It will be appreciated that the second intermediate frame 29 includes a first side 25 and a second side 26 opposite in a first direction.

In the embodiment of the present application, the third case 30 may include a third middle frame 32 and a third rear cover (not shown), one side of the third middle frame 32 in the thickness direction of the third case 30 is fixedly connected to the fifth region 65, the other side of the third middle frame 32 in the thickness direction of the third case 30 is fixedly connected to the third rear cover, a third chamber (not shown) may be formed between the third middle frame 32 and the third rear cover, the second device 31 may be mounted in the third chamber, and the second device 31 may be fixedly connected to the third middle frame 32.

Fig. 5 is a schematic diagram of a first flexible circuit board of another foldable device according to an embodiment of the present application, fig. 6 is a schematic diagram of an installation of the first flexible circuit board of the other foldable device in a second housing according to an embodiment of the present application, and fig. 7 is a schematic diagram of an installation of the first flexible circuit board of the other foldable device in another view of the second housing according to an embodiment of the present application.

As shown in fig. 5-7 and referring to fig. 4, to enable signal interaction between the first device 11 in the first chamber and the second device 31 in the third chamber, in an embodiment of the application, the foldable device further comprises a first flexible circuit board 100. The first flexible circuit board 100 includes a first section 110, a second section 120, a third section 130, a fourth section 140, and a fifth section 150, the first section 110 is located in a first chamber of the first housing 10, the third section 130 is located in a second chamber of the second housing 20, the fifth section 150 is located in a third chamber of the third housing 30, one end of the third section 130 in a first direction is connected to the first section 110 through the second section 120, the other end of the third section 130 in the first direction is connected to the fifth section 150 through the fourth section 140, the first section 110 is connected to the first device 11, and the fifth section 150 is connected to the second device 31, so that the first device 11 and the second device 31 are electrically connected through the first flexible circuit board 100.
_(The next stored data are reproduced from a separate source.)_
//! CLI definition and dispatch.

use chrono::{DateTime, Utc};
use clap::{Parser, Subcommand};
use std::path::PathBuf;
use std::process::ExitCode;

use crate::adapters::csv_adapter::CsvSeriesAdapter;
use crate::adapters::file_config_adapter::FileConfigAdapter;
use crate::adapters::json_report_adapter::JsonReportAdapter;
use crate::domain::config_validation::{validate_simulation_config, validate_strategy_config};
use crate::domain::rule_parser;
use crate::domain::simulation;
use crate::domain::strategy::{RiskPolicy, StrategyConfig};
use crate::ports::config_port::ConfigPort;
use crate::ports::data_port::MarketDataPort;
use crate::ports::report_port::ReportPort;

#[derive(Parser, Debug)]
#[command(name = "ticksim", about = "Strategy simulation engine for market series")]
pub struct Cli {
    #[command(subcommand)]
    pub command: Command,
}

#[derive(Subcommand, Debug)]
pub enum Command {
    /// Run a simulation
    Simulate {
        #[arg(short, long)]
        config: PathBuf,
        #[arg(long)]
        symbol: Option<String>,
        #[arg(short, long)]
        output: Option<PathBuf>,
    },
    /// Validate a configuration file
    Validate {
        #[arg(short, long)]
        config: PathBuf,
    },
    /// Show the data range for configured series
    Info {
        #[arg(short, long)]
        config: PathBuf,
        #[arg(long)]
        symbol: Option<String>,
    },
}

pub fn run(cli: Cli) -> ExitCode {
    match cli.command {
        Command::Simulate {
            config,
            symbol,
            output,
        } => run_simulate(&config, symbol.as_deref(), output.as_ref()),
        Command::Validate { config } => run_validate(&config),
        Command::Info { config, symbol } => run_info(&config, symbol.as_deref()),
    }
}

fn load_config(path: &PathBuf) -> Result<FileConfigAdapter, ExitCode> {
    FileConfigAdapter::from_file(path).map_err(|e| {
        eprintln!("error: {e}");
        ExitCode::from(&e)
    })
}

/// Build the strategy configuration from the `[strategy]` and `[risk]`
/// sections. Rule parse failures are reported with a caret pointing at the
/// offending token.
pub fn build_strategy(config: &dyn ConfigPort) -> Result<StrategyConfig, ExitCode> {
    let name = config
        .get_string("strategy", "name")
        .unwrap_or_else(|| "Unnamed".to_string());

    let entry_str = config.get_string("strategy", "entry").unwrap_or_default();
    let entry = match rule_parser::parse_entry(&entry_str) {
        Ok(r) => r,
        Err(e) => {
            eprintln!(
                "error: failed to parse entry rule:\n{}",
                e.display_with_context(&entry_str)
            );
            return Err(ExitCode::from(4));
        }
    };

    let exit_str = config.get_string("strategy", "exit").unwrap_or_default();
    let exit = match rule_parser::parse_exit(&exit_str) {
        Ok(r) => r,
        Err(e) => {
            eprintln!(
                "error: failed to parse exit rule:\n{}",
                e.display_with_context(&exit_str)
            );
            return Err(ExitCode::from(4));
        }
    };

    Ok(StrategyConfig {
        name,
        entry,
        exit,
        risk: RiskPolicy {
            max_holding_bars: config.get_int("risk", "max_holding_bars", 1) as usize,
            stop_loss_pct: config.get_double("risk", "stop_loss_pct", 0.0),
            take_profit_pct: config.get_double("risk", "take_profit_pct", 0.0),
            allow_same_bar_reentry: config.get_bool("risk", "allow_same_bar_reentry", false),
        },
    })
}

fn time_window(config: &dyn ConfigPort) -> (Option<DateTime<Utc>>, Option<DateTime<Utc>>) {
    let parse = |key: &str| {
        config
            .get_string("simulation", key)
            .and_then(|s| DateTime::parse_from_rfc3339(&s).ok())
            .map(|t| t.with_timezone(&Utc))
    };
    (parse("start"), parse("end"))
}

fn resolve_symbol(symbol_override: Option<&str>, config: &dyn ConfigPort) -> Option<String> {
    match symbol_override {
        Some(s) => Some(s.to_string()),
        None => config.get_string("simulation", "symbol"),
    }
}

fn run_simulate(
    config_path: &PathBuf,
    symbol_override: Option<&str>,
    output_path: Option<&PathBuf>,
) -> ExitCode {
    // Stage 1: Load and validate config
    eprintln!("Loading config from {}", config_path.display());
    let adapter = match load_config(config_path) {
        Ok(a) => a,
        Err(code) => return code,
    };

    if let Err(e) = validate_simulation_config(&adapter) {
        eprintln!("error: {e}");
        return (&e).into();
    }
    if let Err(e) = validate_strategy_config(&adapter) {
        eprintln!("error: {e}");
        return (&e).into();
    }

    // Stage 2: Build the strategy
    let strategy = match build_strategy(&adapter) {
        Ok(s) => s,
        Err(code) => return code,
    };
    eprintln!("Loading strategy: {}", strategy.name);

    // Stage 3: Fetch the series
    let data_dir = adapter
        .get_string("simulation", "data_dir")
        .unwrap_or_default();
    let symbol = match resolve_symbol(symbol_override, &adapter) {
        Some(s) => s,
        None => {
            eprintln!("error: no symbol configured");
            return ExitCode::from(2);
        }
    };

    let data_port = CsvSeriesAdapter::new(PathBuf::from(data_dir));
    let (start, end) = time_window(&adapter);
    let series = match data_port.fetch_series(&symbol, start, end) {
        Ok(s) => s,
        Err(e) => {
            eprintln!("error: {e}");
            return (&e).into();
        }
    };
    eprintln!("Loaded {} observations for {}", series.len(), symbol);

    // Stage 4: Run the engine
    let starting_equity = adapter.get_double("simulation", "starting_equity", 0.0);
    let result = match simulation::run(&series, &strategy, starting_equity) {
        Ok(r) => r,
        Err(e) => {
            eprintln!("error: {e}");
            return (&e).into();
        }
    };

    // Stage 5: Print console summary to stderr
    eprintln!("\n=== Simulation Results ===");
    eprintln!("Trades:         {}", result.number_of_trades);
    eprintln!("Total Profit:   {:.4}", result.total_profit);
    eprintln!("Win Rate:       {:.1}%", result.win_rate * 100.0);
    eprintln!("Max Drawdown:   {:.2}%", result.max_drawdown);
    eprintln!("Final Equity:   {:.2}", result.final_equity);

    // Stage 6: Write the report
    let output = output_path
        .cloned()
        .unwrap_or_else(|| PathBuf::from("report.json"));

    match JsonReportAdapter.write(&result, &strategy, &output) {
        Ok(()) => {
            eprintln!("\nReport written to: {}", output.display());
            ExitCode::SUCCESS
        }
        Err(e) => {
            eprintln!("error: failed to write report: {e}");
            (&e).into()
        }
    }
}

fn run_validate(config_path: &PathBuf) -> ExitCode {
    eprintln!("Validating config: {}", config_path.display());
    let adapter = match load_config(config_path) {
        Ok(a) => a,
        Err(code) => return code,
    };

    if let Err(e) = validate_simulation_config(&adapter) {
        eprintln!("error: {e}");
        return (&e).into();
    }
    if let Err(e) = validate_strategy_config(&adapter) {
        eprintln!("error: {e}");
        return (&e).into();
    }

    let strategy = match build_strategy(&adapter) {
        Ok(s) => s,
        Err(code) => return code,
    };

    eprintln!("\nStrategy: {}", strategy.name);
    eprintln!("  entry: {}", strategy.entry);
    eprintln!("  exit:  {}", strategy.exit);
    eprintln!(
        "  risk:  horizon {} bars, stop {}%, take {}%",
        strategy.risk.max_holding_bars,
        strategy.risk.stop_loss_pct,
        strategy.risk.take_profit_pct,
    );

    eprintln!("\nConfiguration is valid.");
    ExitCode::SUCCESS
}

fn run_info(config_path: &PathBuf, symbol_override: Option<&str>) -> ExitCode {
    let adapter = match load_config(config_path) {
        Ok(a) => a,
        Err(code) => return code,
    };

    let data_dir = match adapter.get_string("simulation", "data_dir") {
        Some(d) => d,
        None => {
            eprintln!("error: data_dir is required in [simulation]");
            return ExitCode::from(2);
        }
    };
    let data_port = CsvSeriesAdapter::new(PathBuf::from(data_dir));

    let symbols = match resolve_symbol(symbol_override, &adapter) {
        Some(s) => vec![s],
        None => match data_port.list_symbols() {
            Ok(s) => s,
            Err(e) => {
                eprintln!("error: {e}");
                return (&e).into();
            }
        },
    };

    for symbol in &symbols {
        match data_port.get_data_range(symbol) {
            Ok(Some((first, last, count))) => {
                println!("{}: {} observations, {} to {}", symbol, count, first, last);
            }
            Ok(None) => {
                eprintln!("{}: no data found", symbol);
            }
            Err(e) => {
                eprintln!("error querying {}: {}", symbol, e);
            }
        }
    }
    ExitCode::SUCCESS
}
//! CLI source reader: conversations from the CLI's SQLite store.
//!
//! The store holds one row per session in `conversations_v2`, keyed by
//! workspace path and conversation id, with the full turn history
//! serialised as a JSON document in the `value` column. Turn content is
//! loosely typed (plain strings, prompt wrappers, or lists of text parts)
//! and is flattened to searchable text here.
//!
//! Failure semantics: a malformed row is skipped with a warning; an
//! unreachable database is fatal for this source only (the unified loader
//! logs it and continues with the IDE source).

use anyhow::{Context, Result};
use serde_json::Value;
use sqlx::sqlite::{SqliteConnectOptions, SqlitePool, SqlitePoolOptions, SqliteRow};
use sqlx::Row;
use std::path::Path;
use std::str::FromStr;
use tracing::warn;

use crate::config::Config;
use crate::loader::parse_loose_timestamp;
use crate::models::{IndexedMessage, Role, SessionInfo, Source};

/// Read-only handle to the CLI conversation store.
pub struct CliStore {
    pool: SqlitePool,
}

impl CliStore {
    /// Open the first configured database path that exists.
    ///
    /// Returns `Ok(None)` when the source is disabled or no database is
    /// present — an absent store is not an error.
    pub async fn open(config: &Config) -> Result<Option<CliStore>> {
        if !config.sources.cli.enabled {
            return Ok(None);
        }
        let Some(db_path) = config.sources.cli.database_path() else {
            return Ok(None);
        };
        let pool = connect_readonly(&db_path)
            .await
            .with_context(|| format!("Failed to open CLI store: {}", db_path.display()))?;
        Ok(Some(CliStore { pool }))
    }

    /// List all CLI sessions without reading message bodies.
    pub async fn list_sessions(&self) -> Result<Vec<SessionInfo>> {
        let rows = sqlx::query(
            "SELECT key, conversation_id, created_at, updated_at FROM conversations_v2",
        )
        .fetch_all(&self.pool)
        .await
        .context("Failed to read CLI session listing")?;

        let mut sessions = Vec::with_capacity(rows.len());
        for row in &rows {
            let workspace: String = match row.try_get("key") {
                Ok(v) => v,
                Err(e) => {
                    warn!(error = %e, "Skipping CLI session row with unreadable key");
                    continue;
                }
            };
            let session_id: String = match row.try_get("conversation_id") {
                Ok(v) => v,
                Err(e) => {
                    warn!(error = %e, "Skipping CLI session row with unreadable id");
                    continue;
                }
            };
            sessions.push(SessionInfo {
                session_id,
                workspace,
                message_count: 0,
                created: column_timestamp(row, "created_at"),
                modified: column_timestamp(row, "updated_at"),
                source: Source::Cli,
            });
        }
        Ok(sessions)
    }

    /// Load the ordered messages of one session.
    ///
    /// Returns an empty list when the row is missing or its JSON document
    /// cannot be decoded (skipped with a warning, per the loader contract).
    pub async fn load_session_messages(&self, session: &SessionInfo) -> Result<Vec<IndexedMessage>> {
        let row = sqlx::query(
            "SELECT value FROM conversations_v2 WHERE key = ? AND conversation_id = ?",
        )
        .bind(&session.workspace)
        .bind(&session.session_id)
        .fetch_optional(&self.pool)
        .await?;

        let Some(row) = row else {
            return Ok(Vec::new());
        };
        let raw: String = match row.try_get("value") {
            Ok(v) => v,
            Err(e) => {
                warn!(session = %session.session_id, error = %e, "Skipping CLI session with unreadable value");
                return Ok(Vec::new());
            }
        };
        let data: Value = match serde_json::from_str(&raw) {
            Ok(v) => v,
            Err(e) => {
                warn!(session = %session.session_id, error = %e, "Skipping malformed CLI session document");
                return Ok(Vec::new());
            }
        };

        let history = data
            .get("history")
            .and_then(|h| h.as_array())
            .cloned()
            .unwrap_or_default();

        let mut messages = Vec::new();
        for (turn, entry) in history.iter().enumerate() {
            // Each history entry can carry a user turn, an assistant turn, or both.
            for role in [Role::User, Role::Assistant] {
                let Some(msg_data) = entry.get(role.as_str()) else {
                    continue;
                };
                let text = extract_text(msg_data.get("content").unwrap_or(&Value::Null));
                if text.trim().is_empty() {
                    continue;
                }

                let timestamp = msg_data
                    .get("timestamp")
                    .and_then(parse_loose_timestamp)
                    .or(session.created)
                    .or(session.modified)
                    .unwrap_or_else(chrono::Utc::now);

                messages.push(IndexedMessage {
                    uuid: format!("{}-{}-{}", session.session_id, turn, role),
                    session_id: session.session_id.clone(),
                    workspace: session.workspace.clone(),
                    timestamp,
                    role,
                    content: text,
                    ordinal: messages.len(),
                    source: Source::Cli,
                    content_hash: String::new(),
                });
            }
        }
        Ok(messages)
    }
}

async fn connect_readonly(db_path: &Path) -> Result<SqlitePool> {
    let options = SqliteConnectOptions::from_str(&format!("sqlite:{}", db_path.display()))?
        .read_only(true);

    let pool = SqlitePoolOptions::new()
        .max_connections(2)
        .connect_with(options)
        .await?;

    Ok(pool)
}

/// Read a timestamp column that may hold Unix milliseconds or an ISO string.
fn column_timestamp(row: &SqliteRow, col: &str) -> Option<chrono::DateTime<chrono::Utc>> {
    if let Ok(ms) = row.try_get::<i64, _>(col) {
        return parse_loose_timestamp(&Value::from(ms));
    }
    if let Ok(s) = row.try_get::<String, _>(col) {
        return parse_loose_timestamp(&Value::from(s));
    }
    None
}

/// Flatten a loosely-typed turn content value to searchable text.
///
/// Handles the shapes observed in the store: plain strings,
/// `{"Prompt": {"prompt": …}}`, `{"text": …}`, `{"prompt": …}`, and
/// lists of text parts.
fn extract_text(content: &Value) -> String {
    match content {
        Value::String(s) => s.clone(),
        Value::Object(map) => {
            if let Some(p) = map
                .get("Prompt")
                .and_then(|p| p.get("prompt"))
                .and_then(|v| v.as_str())
            {
                return p.to_string();
            }
            if let Some(t) = map.get("text").and_then(|v| v.as_str()) {
                return t.to_string();
            }
            if let Some(t) = map.get("prompt").and_then(|v| v.as_str()) {
                return t.to_string();
            }
            String::new()
        }
        Value::Array(items) => {
            let mut parts = Vec::new();
            for item in items {
                match item {
                    Value::String(s) => parts.push(s.clone()),
                    Value::Object(map) => {
                        let is_text = map.get("type").and_then(|t| t.as_str()) == Some("text")
                            || map.contains_key("text");
                        if is_text {
                            if let Some(t) = map.get("text").and_then(|v| v.as_str()) {
                                parts.push(t.to_string());
                            }
                        }
                    }
                    _ => {}
                }
            }
            parts.join("\n")
        }
        _ => String::new(),
    }
}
It will be appreciated that the first flexible circuit board 100 has signal lines extending from the first section 110 to the fifth section 150 and connecting the first device 11 and the second device 31 to enable signal interaction between the first device 11 and the second device 31. The signal lines connecting the first device 11 and the second device 31 run in the first direction within the third section 130.

It will be appreciated that the first device 11 may be a first circuit board, the second device 31 may be a second circuit board, the first circuit board may be mounted with a component thereon, the second circuit board may be mounted with a component thereon, and the component on the first circuit board and the component on the second circuit board may perform signal interaction through the first flexible circuit board 100.

It will be appreciated that the first device 11 and the second device 31 may also be cameras, microphones, chips or the like.

In the embodiment of the present application, the antenna 300 is provided on the second housing 20, the second housing 20 further includes the third side 27 and the fourth side 28 opposite in the second direction, and since the positions of the first side 25 and the second side 26 are already occupied by the first rotating shaft mechanism 40 and the second rotating shaft mechanism 50 which are installed, the antenna 300 on the second housing 20 is provided on at least one of the third side 27 and the fourth side 28, that is, at least one of the third side 27 and the fourth side 28 is provided with the antenna 300.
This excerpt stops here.